START Records for the task
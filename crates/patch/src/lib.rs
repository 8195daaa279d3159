//! Text patch codec used by the revision chain.
//!
//! A [`Patch`] is a sequence of retain/delete/insert operations counted in
//! chars, the same operation model the editor's changesets use. Patches are
//! produced by diffing two strings ([`Patch::diff`]), applied with up-front
//! validation ([`Patch::apply`]), and stored as text ([`Patch::to_text`],
//! [`Patch::from_text`]).

mod diff;
/// Error types for decoding and applying patches.
pub mod error;
mod patch;
/// Patch operation types.
pub mod types;
/// Serializable wire form of a patch.
pub mod wire;


pub use error::{PatchError, Result};
pub use patch::Patch;
pub use ropey::Rope;
pub use types::{CharLen, Insertion, Operation};
pub use wire::{WireOp, WirePatch};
END Records for the task
◆ **What this task involves**:
Only the lines from the one containing "repository 8195daaa279d3159" through the last line of the entries above should be copied, exactly as written.

◆ **Final answer**:
repository 8195daaa279d3159
//! Text patch codec used by the revision chain.
//!
//! A [`Patch`] is a sequence of retain/delete/insert operations counted in
//! chars, the same operation model the editor's changesets use. Patches are
//! produced by diffing two strings ([`Patch::diff`]), applied with up-front
//! validation ([`Patch::apply`]), and stored as text ([`Patch::to_text`],
//! [`Patch::from_text`]).

mod diff;
/// Error types for decoding and applying patches.
pub mod error;
mod patch;
/// Patch operation types.
pub mod types;
/// Serializable wire form of a patch.
pub mod wire;


pub use error::{PatchError, Result};
pub use patch::Patch;
pub use ropey::Rope;
pub use types::{CharLen, Insertion, Operation};
pub use wire::{WireOp, WirePatch};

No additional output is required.